The entries below hold a line with "fn clamp(field: &str, value: &mut" and a line with "pub const INDEX_TIP: usize = 8;". Return those lines and all that lie between them, exactly and only.

[Data provided]
--------

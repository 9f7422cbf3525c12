//! Runtime-adjustable simulation parameters.
//!
//! Every numeric constant of the engine lives here with its default value.
//! Values coming from the outside (files, UI sliders) go through
//! [`SimulationConfig::sanitized`], which rejects non-finite values and clamps
//! everything else into its valid range.

use std::{fs, path::Path};

use serde::{Deserialize, Deserializer, Serialize};

use crate::error::{Error, Result};

/// Upper bound for the multiplicative damping factors. Keeping them strictly
/// below one guarantees the integrator dissipates energy.
pub const MAX_DAMPING: f32 = 0.9999;
pub const MIN_SENSITIVITY: f32 = 0.01;
pub const MAX_SENSITIVITY: f32 = 10.0;
pub const MAX_PARTICLES: usize = 1 << 24;

/// Parameters of the integration kernel.
#[derive(Debug, Clone, Copy, PartialEq, Serialize, Deserialize)]
#[serde(default)]
pub struct IntegrationParams {
    /// Vertical acceleration in units per step squared. Must not be positive.
    pub gravity: f32,
    /// Per-step velocity damping.
    pub friction: f32,
    /// Restitution applied to the vertical velocity on ground contact.
    pub bounce: f32,
    /// Horizontal velocity damping applied on ground contact.
    pub ground_friction: f32,
}

impl Default for IntegrationParams {
    fn default() -> Self {
        Self {
            gravity: -0.00198,
            friction: 0.99,
            bounce: 0.8,
            ground_friction: 0.9,
        }
    }
}

/// Shape of one radial force field.
#[derive(Debug, Clone, Copy, PartialEq, Serialize, Deserialize)]
pub struct FieldParams {
    pub radius: f32,
    pub strength: f32,
    /// Width of the per-particle magnitude jitter; the factor is drawn from
    /// `[0.5, 0.5 + jitter)`.
    pub jitter: f32,
}

impl FieldParams {
    pub fn repel() -> Self {
        Self {
            radius: 10.0,
            strength: 0.015,
            jitter: 1.5,
        }
    }

    pub fn attract() -> Self {
        Self {
            radius: 15.0,
            strength: 0.003,
            jitter: 1.3,
        }
    }
}

/// A field entry in a configuration file; missing keys keep the field's own
/// defaults, which differ between repel and attract.
#[derive(Deserialize)]
struct FieldOverrides {
    radius: Option<f32>,
    strength: Option<f32>,
    jitter: Option<f32>,
}

impl FieldOverrides {
    fn apply(self, base: FieldParams) -> FieldParams {
        FieldParams {
            radius: self.radius.unwrap_or(base.radius),
            strength: self.strength.unwrap_or(base.strength),
            jitter: self.jitter.unwrap_or(base.jitter),
        }
    }
}

fn repel_field<'de, D: Deserializer<'de>>(deserializer: D) -> std::result::Result<FieldParams, D::Error> {
    FieldOverrides::deserialize(deserializer).map(|overrides| overrides.apply(FieldParams::repel()))
}

fn attract_field<'de, D: Deserializer<'de>>(deserializer: D) -> std::result::Result<FieldParams, D::Error> {
    FieldOverrides::deserialize(deserializer).map(|overrides| overrides.apply(FieldParams::attract()))
}

/// Which hand landmark is projected onto the ground plane.
#[derive(Debug, Clone, Copy, PartialEq, Eq, Default, Serialize, Deserialize)]
#[serde(rename_all = "snake_case")]
pub enum Anchor {
    #[default]
    PalmCenter,
    Wrist,
}

/// What a hand controls.
#[derive(Debug, Clone, Copy, PartialEq, Eq, Serialize, Deserialize)]
#[serde(rename_all = "snake_case")]
pub enum FieldRole {
    Repel,
    Attract,
    Ignore,
}

/// Assignment of detector handedness labels to fields.
///
/// The detector reports handedness for an un-mirrored image, so on a selfie
/// camera the physical right hand arrives labelled `Left`.
#[derive(Debug, Clone, Copy, PartialEq, Eq, Serialize, Deserialize)]
#[serde(default)]
pub struct HandRouting {
    pub left: FieldRole,
    pub right: FieldRole,
}

impl Default for HandRouting {
    fn default() -> Self {
        Self {
            left: FieldRole::Repel,
            right: FieldRole::Attract,
        }
    }
}

/// When the repel field fires.
#[derive(Debug, Clone, Copy, PartialEq, Eq, Default, Serialize, Deserialize)]
#[serde(rename_all = "snake_case")]
pub enum RepelTrigger {
    /// Once per closed-to-open transition of the controlling hand.
    #[default]
    OnOpen,
    /// On every tracking update that sees the controlling hand open.
    EveryObservation,
}

#[derive(Debug, Clone, Copy, PartialEq, Serialize, Deserialize)]
#[serde(default)]
pub struct GestureParams {
    /// Scale applied to the anchor's offset from the frame centre.
    pub sensitivity: f32,
    pub anchor: Anchor,
    /// Height at which mapped fields are placed; slightly below the ground so
    /// the force radius reaches particles resting on it.
    pub field_height: f32,
    pub routing: HandRouting,
    pub repel_trigger: RepelTrigger,
}

impl Default for GestureParams {
    fn default() -> Self {
        Self {
            sensitivity: 1.0,
            anchor: Anchor::default(),
            field_height: -1.0,
            routing: HandRouting::default(),
            repel_trigger: RepelTrigger::default(),
        }
    }
}

/// Options forwarded to the hand tracker.
#[derive(Debug, Clone, Copy, PartialEq, Serialize, Deserialize)]
#[serde(default)]
pub struct TrackerOptions {
    pub max_num_hands: usize,
    pub model_complexity: u8,
    pub min_detection_confidence: f32,
    pub min_tracking_confidence: f32,
}

impl Default for TrackerOptions {
    fn default() -> Self {
        Self {
            max_num_hands: 2,
            model_complexity: 0,
            min_detection_confidence: 0.2,
            min_tracking_confidence: 0.2,
        }
    }
}

#[derive(Debug, Clone, PartialEq, Serialize, Deserialize)]
#[serde(default)]
pub struct SimulationConfig {
    pub particle_count: usize,
    /// Grid spacing of the initial layout.
    pub separation: f32,
    /// Rendered sprite size.
    pub particle_size: f32,
    pub integration: IntegrationParams,
    #[serde(deserialize_with = "repel_field")]
    pub repel: FieldParams,
    #[serde(deserialize_with = "attract_field")]
    pub attract: FieldParams,
    pub gesture: GestureParams,
    pub tracker: TrackerOptions,
}

impl Default for SimulationConfig {
    fn default() -> Self {
        Self {
            particle_count: 500_000,
            separation: 0.2,
            particle_size: 0.25,
            integration: IntegrationParams::default(),
            repel: FieldParams::repel(),
            attract: FieldParams::attract(),
            gesture: GestureParams::default(),
            tracker: TrackerOptions::default(),
        }
    }
}

impl SimulationConfig {
    /// Default configuration with a different particle count.
    pub fn with_particle_count(particle_count: usize) -> Self {
        Self {
            particle_count,
            ..Self::default()
        }
    }

    /// Load a JSON configuration file. Missing keys take their defaults.
    pub fn load(path: impl AsRef<Path>) -> Result<Self> {
        let path = path.as_ref();
        let text = fs::read_to_string(path)?;
        let config: Self = serde_json::from_str(&text)?;
        log::info!("Loaded configuration from {}", path.display());
        config.sanitized()
    }

    pub fn save(&self, path: impl AsRef<Path>) -> Result<()> {
        fs::write(path, serde_json::to_string_pretty(self)?)?;
        Ok(())
    }

    /// Validate the configuration, clamping out-of-range values to the nearest
    /// valid one.
    ///
    /// Non-finite numbers and an empty particle population cannot be clamped
    /// meaningfully and are rejected.
    pub fn sanitized(mut self) -> Result<Self> {
        self.check_finite()?;

        if self.particle_count == 0 {
            return Err(Error::InvalidConfig {
                field: "particle_count",
                reason: "must be at least 1".into(),
            });
        }
        if self.particle_count > MAX_PARTICLES {
            log::warn!(
                "particle_count {} exceeds {}, clamping",
                self.particle_count,
                MAX_PARTICLES
            );
            self.particle_count = MAX_PARTICLES;
        }

        clamp("separation", &mut self.separation, 1e-4, f32::MAX);
        clamp("particle_size", &mut self.particle_size, 0.0, f32::MAX);

        let integration = &mut self.integration;
        clamp("integration.gravity", &mut integration.gravity, -1.0, 0.0);
        clamp("integration.friction", &mut integration.friction, 0.0, MAX_DAMPING);
        clamp("integration.bounce", &mut integration.bounce, 0.0, MAX_DAMPING);
        clamp(
            "integration.ground_friction",
            &mut integration.ground_friction,
            0.0,
            1.0,
        );

        for (name, field) in [("repel", &mut self.repel), ("attract", &mut self.attract)] {
            clamp_named(name, "radius", &mut field.radius);
            clamp_named(name, "strength", &mut field.strength);
            clamp_named(name, "jitter", &mut field.jitter);
        }

        clamp(
            "gesture.sensitivity",
            &mut self.gesture.sensitivity,
            MIN_SENSITIVITY,
            MAX_SENSITIVITY,
        );

        let tracker = &mut self.tracker;
        if tracker.max_num_hands == 0 {
            log::warn!("tracker.max_num_hands 0 out of range, using 1");
            tracker.max_num_hands = 1;
        }
        clamp(
            "tracker.min_detection_confidence",
            &mut tracker.min_detection_confidence,
            0.0,
            1.0,
        );
        clamp(
            "tracker.min_tracking_confidence",
            &mut tracker.min_tracking_confidence,
            0.0,
            1.0,
        );

        Ok(self)
    }

    fn check_finite(&self) -> Result<()> {
        let values = [
            ("separation", self.separation),
            ("particle_size", self.particle_size),
            ("integration.gravity", self.integration.gravity),
            ("integration.friction", self.integration.friction),
            ("integration.bounce", self.integration.bounce),
            ("integration.ground_friction", self.integration.ground_friction),
            ("repel.radius", self.repel.radius),
            ("repel.strength", self.repel.strength),
            ("repel.jitter", self.repel.jitter),
            ("attract.radius", self.attract.radius),
            ("attract.strength", self.attract.strength),
            ("attract.jitter", self.attract.jitter),
            ("gesture.sensitivity", self.gesture.sensitivity),
            ("gesture.field_height", self.gesture.field_height),
            ("tracker.min_detection_confidence", self.tracker.min_detection_confidence),
            ("tracker.min_tracking_confidence", self.tracker.min_tracking_confidence),
        ];

        match values.into_iter().find(|(_, value)| !value.is_finite()) {
            Some((field, value)) => Err(Error::InvalidConfig {
                field,
                reason: format!("{value} is not a finite number"),
            }),
            None => Ok(()),
        }
    }
}

fn clamp(field: &str, value: &mut f32, min: f32, max: f32) {
    let clamped = value.clamp(min, max);
    if clamped != *value {
        log::warn!("{field} {} out of range, clamped to {clamped}", *value);
        *value = clamped;
    }
}

fn clamp_named(field: &str, param: &str, value: &mut f32) {
    clamp(&format!("{field}.{param}"), value, 0.0, f32::MAX);
}
//! Hand observations and the open-hand classifier.

use cgmath::prelude::*;
use serde::{Deserialize, Serialize};

use crate::error::{Error, Result};

// ============================================================================
// HAND LANDMARK INDICES (21-point hand model)
// ============================================================================

pub const LANDMARK_COUNT: usize = 21;

pub const WRIST: usize = 0;
pub const THUMB_MCP: usize = 2;
pub const THUMB_TIP: usize = 4;
pub const INDEX_PIP: usize = 6;
pub const INDEX_TIP: usize = 8;
pub const MIDDLE_MCP: usize = 9;
pub const MIDDLE_PIP: usize = 10;
pub const MIDDLE_TIP: usize = 12;
pub const RING_PIP: usize = 14;
pub const RING_TIP: usize = 16;
pub const PINKY_PIP: usize = 18;
pub const PINKY_TIP: usize = 20;

/// (tip, lower joint) per digit, thumb first.
pub const DIGITS: [(usize, usize); 5] = [
    (THUMB_TIP, THUMB_MCP),
    (INDEX_TIP, INDEX_PIP),
    (MIDDLE_TIP, MIDDLE_PIP),
    (RING_TIP, RING_PIP),
    (PINKY_TIP, PINKY_PIP),
];

const PALM_WRIST_WEIGHT: f32 = 0.4;

// ============================================================================
// DATA STRUCTURES
// ============================================================================

/// Normalized image coordinates: `x`, `y` in `[0, 1]` with `y` pointing down,
/// `z` relative depth.
#[derive(Debug, Clone, Copy, Default, PartialEq, Serialize, Deserialize)]
pub struct Landmark {
    pub x: f32,
    pub y: f32,
    #[serde(default)]
    pub z: f32,
}

impl Landmark {
    pub fn new(x: f32, y: f32, z: f32) -> Self {
        Self { x, y, z }
    }

    pub fn to_vec3(self) -> cgmath::Vector3<f32> {
        cgmath::vec3(self.x, self.y, self.z)
    }
}

/// Handedness label as reported by the detector.
#[derive(Debug, Clone, Copy, PartialEq, Eq, Hash, Serialize, Deserialize)]
pub enum Handedness {
    Left,
    Right,
}

/// One tracked hand from one tracking update.
#[derive(Debug, Clone, PartialEq)]
pub struct HandObservation {
    pub landmarks: [Landmark; LANDMARK_COUNT],
    pub handedness: Handedness,
    /// Detector confidence for this hand.
    pub score: f32,
}

impl HandObservation {
    pub fn new(landmarks: [Landmark; LANDMARK_COUNT], handedness: Handedness) -> Self {
        Self {
            landmarks,
            handedness,
            score: 1.0,
        }
    }

    /// Build an observation from a landmark list of unchecked length.
    pub fn from_slice(landmarks: &[Landmark], handedness: Handedness, score: f32) -> Result<Self> {
        let landmarks: [Landmark; LANDMARK_COUNT] = landmarks
            .try_into()
            .map_err(|_| Error::LandmarkCount {
                found: landmarks.len(),
            })?;
        Ok(Self {
            landmarks,
            handedness,
            score,
        })
    }

    pub fn wrist(&self) -> Landmark {
        self.landmarks[WRIST]
    }
}

/// Gesture derived from a single observation.
#[derive(Debug, Clone, Copy, PartialEq)]
pub struct GestureState {
    pub is_open: bool,
    pub palm_center: cgmath::Vector3<f32>,
    /// Screen-normalized wrist position.
    pub wrist: cgmath::Vector2<f32>,
}

impl GestureState {
    pub fn palm_anchor(&self) -> cgmath::Vector2<f32> {
        self.palm_center.truncate()
    }
}

// ============================================================================
// CLASSIFIER
// ============================================================================

/// A digit counts as extended when its tip is above its lower joint on screen.
///
/// Only meaningful for a roughly upright hand facing the camera; a sideways
/// or inverted hand is misclassified.
pub fn is_extended(landmarks: &[Landmark; LANDMARK_COUNT], tip: usize, joint: usize) -> bool {
    landmarks[tip].y < landmarks[joint].y
}

pub fn is_open(landmarks: &[Landmark; LANDMARK_COUNT]) -> bool {
    DIGITS
        .iter()
        .all(|&(tip, joint)| is_extended(landmarks, tip, joint))
}

/// Palm centre, weighted towards the base of the middle finger.
pub fn palm_center(landmarks: &[Landmark; LANDMARK_COUNT]) -> cgmath::Vector3<f32> {
    let wrist = landmarks[WRIST].to_vec3();
    let middle_base = landmarks[MIDDLE_MCP].to_vec3();
    wrist.lerp(middle_base, 1.0 - PALM_WRIST_WEIGHT)
}

pub fn classify(observation: &HandObservation) -> GestureState {
    let landmarks = &observation.landmarks;
    let wrist = observation.wrist();
    GestureState {
        is_open: is_open(landmarks),
        palm_center: palm_center(landmarks),
        wrist: cgmath::vec2(wrist.x, wrist.y),
    }
}

// ============================================================================
// SYNTHETIC POSES
// ============================================================================

/// Landmarks of an upright hand with every digit extended, wrist at `(x, y)`.
pub fn open_hand(x: f32, y: f32) -> [Landmark; LANDMARK_COUNT] {
    let mut landmarks = [Landmark::new(x, y, 0.0); LANDMARK_COUNT];
    for (digit, &(tip, joint)) in DIGITS.iter().enumerate() {
        let dx = (digit as f32 - 2.0) * 0.02;
        // Joints on the way up the digit: base, joint, next, tip.
        let base = tip - 3;
        for (step, index) in (base..=tip).enumerate() {
            landmarks[index] = Landmark::new(x + dx, y - 0.03 * (step as f32 + 1.0), 0.0);
        }
        debug_assert!(landmarks[tip].y < landmarks[joint].y);
    }
    landmarks
}

/// Landmarks of a fist: every fingertip folded back below its joint.
pub fn closed_hand(x: f32, y: f32) -> [Landmark; LANDMARK_COUNT] {
    let mut landmarks = open_hand(x, y);
    for &(tip, joint) in DIGITS.iter() {
        landmarks[tip].y = landmarks[joint].y + 0.01;
    }
    landmarks
}

#[cfg(test)]
mod tests {
    use super::*;

    #[test]
    fn all_digits_up_is_open() {
        let landmarks = open_hand(0.5, 0.7);
        assert!(is_open(&landmarks));
        for &(tip, joint) in DIGITS.iter() {
            assert!(is_extended(&landmarks, tip, joint));
        }
    }

    #[test]
    fn any_folded_digit_is_closed() {
        for &(tip, joint) in DIGITS.iter() {
            let mut landmarks = open_hand(0.5, 0.7);
            landmarks[tip].y = landmarks[joint].y + 0.05;
            assert!(!is_open(&landmarks), "digit tip {tip} folded");
        }
        assert!(!is_open(&closed_hand(0.5, 0.7)));
    }

    #[test]
    fn tip_level_with_joint_is_not_extended() {
        let mut landmarks = open_hand(0.5, 0.7);
        landmarks[INDEX_TIP].y = landmarks[INDEX_PIP].y;
        assert!(!is_extended(&landmarks, INDEX_TIP, INDEX_PIP));
    }

    #[test]
    fn palm_center_weights_middle_base() {
        let mut landmarks = [Landmark::default(); LANDMARK_COUNT];
        landmarks[WRIST] = Landmark::new(0.0, 1.0, 0.0);
        landmarks[MIDDLE_MCP] = Landmark::new(1.0, 0.0, 0.5);

        let center = palm_center(&landmarks);
        assert!((center.x - 0.6).abs() < 1e-6);
        assert!((center.y - 0.4).abs() < 1e-6);
        assert!((center.z - 0.3).abs() < 1e-6);
    }

    #[test]
    fn classify_reports_wrist_and_palm() {
        let observation = HandObservation::new(open_hand(0.3, 0.4), Handedness::Left);
        let gesture = classify(&observation);
        assert!(gesture.is_open);
        assert_eq!(gesture.wrist, cgmath::vec2(0.3, 0.4));
        assert!(gesture.palm_anchor().y < 0.4);
    }

    #[test]
    fn wrong_landmark_count_is_rejected() {
        let landmarks = vec![Landmark::default(); 20];
        assert!(matches!(
            HandObservation::from_slice(&landmarks, Handedness::Right, 0.9),
            Err(Error::LandmarkCount { found: 20 })
        ));

        let landmarks = open_hand(0.5, 0.5);
        let observation = HandObservation::from_slice(&landmarks, Handedness::Right, 0.9).unwrap();
        assert_eq!(observation.score, 0.9);
    }
}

--------

[Solved problem]
fn clamp(field: &str, value: &mut f32, min: f32, max: f32) {
    let clamped = value.clamp(min, max);
    if clamped != *value {
        log::warn!("{field} {} out of range, clamped to {clamped}", *value);
        *value = clamped;
    }
}

fn clamp_named(field: &str, param: &str, value: &mut f32) {
    clamp(&format!("{field}.{param}"), value, 0.0, f32::MAX);
}
//! Hand observations and the open-hand classifier.

use cgmath::prelude::*;
use serde::{Deserialize, Serialize};

use crate::error::{Error, Result};

// ============================================================================
// HAND LANDMARK INDICES (21-point hand model)
// ============================================================================

pub const LANDMARK_COUNT: usize = 21;

pub const WRIST: usize = 0;
pub const THUMB_MCP: usize = 2;
pub const THUMB_TIP: usize = 4;
pub const INDEX_PIP: usize = 6;
pub const INDEX_TIP: usize = 8;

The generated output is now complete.